*TRY IT*
Your job is to report every line of the entries that has "seeded".

── INFORMATION PROVIDED

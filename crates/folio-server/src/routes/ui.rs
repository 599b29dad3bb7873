//! Single-page app hosting.
//!
//! Everything that is not an API route is served from the built app
//! directory. Paths that do not name a file fall through to `index.html`, so
//! client-side routes like `/wrapify` or `/admin` load the app. When the app
//! has not been built, the fallback answers `404` with a plain hint.

use std::path::{Path, PathBuf};

use axum::http::StatusCode;
use axum::response::{Html, IntoResponse, Response};
use axum::routing::{MethodRouter, get};
use tower_http::services::ServeDir;

/// Build the static file service for `static_dir`.
pub fn spa_service(static_dir: &Path) -> ServeDir<MethodRouter> {
    let index = static_dir.join("index.html");
    ServeDir::new(static_dir)
        .append_index_html_on_directories(true)
        .fallback(get(move || index_page(index.clone())))
}

async fn index_page(index: PathBuf) -> Response {
    match tokio::fs::read_to_string(&index).await {
        Ok(html) => Html(html).into_response(),
        Err(e) => {
            tracing::debug!(path = %index.display(), error = %e, "index.html not readable");
            (
                StatusCode::NOT_FOUND,
                "Application not built. Build the frontend into the static directory first.",
            )
                .into_response()
        }
    }
}
//! PostgreSQL storage backend.
//!
//! Stores the portfolio in a single `portfolio` table. Rows are keyed by a
//! `BIGINT` id, payloads are opaque text serialized by the caller.
//!
//! Feature-gated behind `postgres-backend`. Uses `sqlx` with the Tokio
//! runtime for fully async operations — no `spawn_blocking` needed.

use sqlx::PgPool;
use sqlx::postgres::PgPoolOptions;

use crate::{DocumentBackend, StorageError};

/// A document backend backed by PostgreSQL.
///
/// Thread-safe via `PgPool` (connection pool). All operations are fully async.
///
/// # Examples
///
/// ```no_run
/// # use folio_storage::PostgresBackend;
/// # #[tokio::main]
/// # async fn main() {
/// let backend = PostgresBackend::connect("postgres://localhost/folio").await.unwrap();
/// # }
/// ```
#[derive(Clone)]
pub struct PostgresBackend {
    pool: PgPool,
}

impl std::fmt::Debug for PostgresBackend {
    fn fmt(&self, f: &mut std::fmt::Formatter<'_>) -> std::fmt::Result {
        f.debug_struct("PostgresBackend")
            .field("pool", &"[PgPool]")
            .finish_non_exhaustive()
    }
}

impl PostgresBackend {
    /// Connect to PostgreSQL.
    ///
    /// The table is created by [`DocumentBackend::migrate`], not here.
    ///
    /// # Errors
    ///
    /// Returns [`StorageError::Open`] if the connection fails. The URL is
    /// redacted from the error since it usually embeds a password.
    pub async fn connect(database_url: &str) -> Result<Self, StorageError> {
        let pool = PgPoolOptions::new()
            .max_connections(10)
            .connect(database_url)
            .await
            .map_err(|e| StorageError::Open {
                location: "[redacted postgres url]".to_owned(),
                reason: e.to_string(),
            })?;

        tracing::debug!("connected to postgres");

        Ok(Self { pool })
    }

    fn ensure_open(&self) -> Result<(), StorageError> {
        if self.pool.is_closed() {
            return Err(StorageError::Closed);
        }
        Ok(())
    }
}

#[async_trait::async_trait]
impl DocumentBackend for PostgresBackend {
    async fn migrate(&self) -> Result<(), StorageError> {
        self.ensure_open()?;
        sqlx::query(
            "CREATE TABLE IF NOT EXISTS portfolio (\
                id   BIGINT PRIMARY KEY, \
                data TEXT   NOT NULL\
            )",
        )
        .execute(&self.pool)
        .await
        .map_err(|e| StorageError::Migrate {
            table: crate::TABLE_NAME.to_owned(),
            reason: e.to_string(),
        })?;

        Ok(())
    }

    async fn load(&self, id: i64) -> Result<Option<String>, StorageError> {
        self.ensure_open()?;
        let row: Option<(String,)> = sqlx::query_as("SELECT data FROM portfolio WHERE id = $1")
            .bind(id)
            .fetch_optional(&self.pool)
            .await
            .map_err(|e| StorageError::Read {
                id,
                reason: e.to_string(),
            })?;

        Ok(row.map(|(data,)| data))
    }

    async fn insert_if_absent(&self, id: i64, data: &str) -> Result<bool, StorageError> {
        self.ensure_open()?;
        let result = sqlx::query(
            "INSERT INTO portfolio (id, data) VALUES ($1, $2) \
             ON CONFLICT (id) DO NOTHING",
        )
        .bind(id)
        .bind(data)
        .execute(&self.pool)
        .await
        .map_err(|e| StorageError::Write {
            id,
            reason: e.to_string(),
        })?;

        Ok(result.rows_affected() == 1)
    }

    async fn store(&self, id: i64, data: &str) -> Result<(), StorageError> {
        self.ensure_open()?;
        sqlx::query(
            "INSERT INTO portfolio (id, data) VALUES ($1, $2) \
             ON CONFLICT (id) DO UPDATE SET data = EXCLUDED.data",
        )
        .bind(id)
        .bind(data)
        .execute(&self.pool)
        .await
        .map_err(|e| StorageError::Write {
            id,
            reason: e.to_string(),
        })?;

        Ok(())
    }

    async fn count(&self) -> Result<u64, StorageError> {
        self.ensure_open()?;
        let (count,): (i64,) = sqlx::query_as("SELECT COUNT(*) FROM portfolio")
            .fetch_one(&self.pool)
            .await
            .map_err(|e| StorageError::Count {
                reason: e.to_string(),
            })?;

        Ok(u64::try_from(count).unwrap_or_default())
    }

    async fn close(&self) {
        self.pool.close().await;
    }

    fn is_closed(&self) -> bool {
        self.pool.is_closed()
    }
}
//! Document store: the one persisted portfolio row.
//!
//! The store wraps a [`DocumentBackend`] and owns the policy around it:
//!
//! - `initialize` creates the table and seeds the built-in payload once.
//! - `read` is best-effort. A missing backend, a failing backend, an absent
//!   row, or an unparseable row all fall back to the built-in payload.
//! - `write` is strict. Any storage failure reaches the caller.
//!
//! A store is *detached* when its backend could not be opened at startup. A
//! detached store still serves reads (the built-in payload) and rejects
//! writes with [`StorageError::Unavailable`].

use std::fmt;
use std::sync::Arc;

use folio_storage::{DocumentBackend, StorageError};
use tracing::{debug, info, warn};

use crate::document::PortfolioDocument;
use crate::error::ContentError;

/// Row id of the singleton document.
pub const DOCUMENT_ID: i64 = 1;

enum Attachment {
    Attached(Arc<dyn DocumentBackend>),
    Detached { reason: String },
}

/// Persistence for the singleton [`PortfolioDocument`].
pub struct DocumentStore {
    attachment: Attachment,
}

impl DocumentStore {
    /// Create a store over an opened backend.
    ///
    /// Call [`initialize`](Self::initialize) before serving reads.
    #[must_use]
    pub fn new(backend: Arc<dyn DocumentBackend>) -> Self {
        Self {
            attachment: Attachment::Attached(backend),
        }
    }

    /// Create a store with no backend, e.g. because the database could not
    /// be opened.
    #[must_use]
    pub fn detached(reason: impl Into<String>) -> Self {
        Self {
            attachment: Attachment::Detached {
                reason: reason.into(),
            },
        }
    }

    /// Whether a backend is attached and still open.
    #[must_use]
    pub fn is_available(&self) -> bool {
        match &self.attachment {
            Attachment::Attached(backend) => !backend.is_closed(),
            Attachment::Detached { .. } => false,
        }
    }

    /// Ensure the table exists and seed the built-in payload if no document
    /// is stored yet.
    ///
    /// Safe to call any number of times: an existing document is never
    /// overwritten and no second row is ever created. Returns `true` if this
    /// call seeded the document.
    ///
    /// # Errors
    ///
    /// Returns [`ContentError::Storage`] if the store is detached or the
    /// backend fails.
    pub async fn initialize(&self) -> Result<bool, ContentError> {
        let backend = self.backend()?;
        backend.migrate().await?;

        let payload = PortfolioDocument::builtin().to_json()?;
        let seeded = backend.insert_if_absent(DOCUMENT_ID, &payload).await?;
        if seeded {
            info!("seeded built-in portfolio document");
        } else {
            debug!("portfolio document already present, skipping seed");
        }
        Ok(seeded)
    }

    /// Return the current document, or the built-in payload if the store
    /// cannot produce one. Never fails.
    pub async fn read(&self) -> PortfolioDocument {
        let backend = match self.backend() {
            Ok(backend) => backend,
            Err(e) => {
                warn!(error = %e, "document store unavailable, serving built-in document");
                return PortfolioDocument::builtin();
            }
        };

        match backend.load(DOCUMENT_ID).await {
            Ok(Some(text)) => match PortfolioDocument::from_json(&text) {
                Ok(doc) => doc,
                Err(e) => {
                    warn!(error = %e, "stored document is not valid JSON, serving built-in document");
                    PortfolioDocument::builtin()
                }
            },
            Ok(None) => {
                info!("no document stored, serving built-in document");
                PortfolioDocument::builtin()
            }
            Err(e) => {
                warn!(error = %e, "failed to load document, serving built-in document");
                PortfolioDocument::builtin()
            }
        }
    }

    /// Replace the stored document wholesale.
    ///
    /// # Errors
    ///
    /// Returns [`ContentError::Storage`] if the store is detached or the
    /// backend fails. The caller needs to know the write did not land.
    pub async fn write(&self, document: &PortfolioDocument) -> Result<(), ContentError> {
        let backend = self.backend()?;
        let payload = document.to_json()?;
        backend.store(DOCUMENT_ID, &payload).await?;
        debug!(bytes = payload.len(), "portfolio document written");
        Ok(())
    }

    /// Release the backend. Further reads serve the built-in payload and
    /// further writes fail. Idempotent.
    pub async fn close(&self) {
        if let Attachment::Attached(backend) = &self.attachment {
            if !backend.is_closed() {
                backend.close().await;
                info!("document store closed");
            }
        }
    }

    fn backend(&self) -> Result<&Arc<dyn DocumentBackend>, StorageError> {
        match &self.attachment {
            Attachment::Attached(backend) if backend.is_closed() => Err(StorageError::Closed),
            Attachment::Attached(backend) => Ok(backend),
            Attachment::Detached { reason } => Err(StorageError::Unavailable {
                reason: reason.clone(),
            }),
        }
    }
}

impl fmt::Debug for DocumentStore {
    fn fmt(&self, f: &mut fmt::Formatter<'_>) -> fmt::Result {
        f.debug_struct("DocumentStore")
            .field("available", &self.is_available())
            .finish_non_exhaustive()
    }
}

#[cfg(test)]
#[allow(clippy::unwrap_used)]
mod tests {
    use folio_storage::{MemoryBackend, SqliteBackend};
    use serde_json::json;

    use super::*;

    fn memory_store() -> (DocumentStore, MemoryBackend) {
        let backend = MemoryBackend::new();
        let store = DocumentStore::new(Arc::new(backend.clone()));
        (store, backend)
    }

    #[tokio::test]
    async fn initialize_seeds_once() {
        let (store, backend) = memory_store();
        assert!(store.initialize().await.unwrap());
        assert!(!store.initialize().await.unwrap());
        assert!(!store.initialize().await.unwrap());
        assert_eq!(backend.count().await.unwrap(), 1);
        assert_eq!(store.read().await, PortfolioDocument::builtin());
    }

    #[tokio::test]
    async fn initialize_keeps_prior_write() {
        let (store, backend) = memory_store();
        store.initialize().await.unwrap();
        let doc = PortfolioDocument::new(json!({"hero": {"name": "X"}}));
        store.write(&doc).await.unwrap();

        for _ in 0..3 {
            store.initialize().await.unwrap();
        }
        assert_eq!(backend.count().await.unwrap(), 1);
        assert_eq!(store.read().await, doc);
    }

    #[tokio::test]
    async fn read_without_row_serves_builtin() {
        let (store, _backend) = memory_store();
        assert_eq!(store.read().await, PortfolioDocument::builtin());
    }

    #[tokio::test]
    async fn read_with_corrupt_row_serves_builtin() {
        let (store, backend) = memory_store();
        backend.store(DOCUMENT_ID, "{truncated").await.unwrap();
        assert_eq!(store.read().await, PortfolioDocument::builtin());
    }

    #[tokio::test]
    async fn detached_store_reads_builtin_and_rejects_writes() {
        let store = DocumentStore::detached("disk full");
        assert!(!store.is_available());
        assert_eq!(store.read().await, PortfolioDocument::builtin());

        let result = store.write(&PortfolioDocument::new(json!({}))).await;
        assert!(matches!(
            result,
            Err(ContentError::Storage(StorageError::Unavailable { .. }))
        ));
        assert!(store.initialize().await.is_err());
    }

    #[tokio::test]
    async fn closed_store_degrades_reads_and_fails_writes() {
        let (store, _backend) = memory_store();
        store.initialize().await.unwrap();
        store
            .write(&PortfolioDocument::new(json!({"a": 1})))
            .await
            .unwrap();

        store.close().await;
        store.close().await;
        assert!(!store.is_available());
        assert_eq!(store.read().await, PortfolioDocument::builtin());

        let result = store.write(&PortfolioDocument::new(json!({"b": 2}))).await;
        assert!(matches!(
            result,
            Err(ContentError::Storage(StorageError::Closed))
        ));
    }

    #[tokio::test]
    async fn write_replaces_whole_payload() {
        let (store, _backend) = memory_store();
        store.initialize().await.unwrap();
        store
            .write(&PortfolioDocument::new(json!({"a": 1})))
            .await
            .unwrap();
        store
            .write(&PortfolioDocument::new(json!({"b": 2})))
            .await
            .unwrap();
        assert_eq!(store.read().await.into_value(), json!({"b": 2}));
    }

    #[tokio::test]
    async fn sqlite_store_seeds_once_and_roundtrips() {
        let backend = SqliteBackend::in_memory().await.unwrap();
        let store = DocumentStore::new(Arc::new(backend.clone()));

        assert!(store.initialize().await.unwrap());
        assert!(!store.initialize().await.unwrap());
        assert_eq!(backend.count().await.unwrap(), 1);

        let value = json!({"unicode": "গিফট • ✓", "deep": [[{"x": null}]], "f": -0.25});
        store.write(&PortfolioDocument::new(value.clone())).await.unwrap();
        assert_eq!(store.read().await.into_value(), value);
    }
}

────

*RESPONSE*
    /// call seeded the document.
        let seeded = backend.insert_if_absent(DOCUMENT_ID, &payload).await?;
        if seeded {
            info!("seeded built-in portfolio document");
        Ok(seeded)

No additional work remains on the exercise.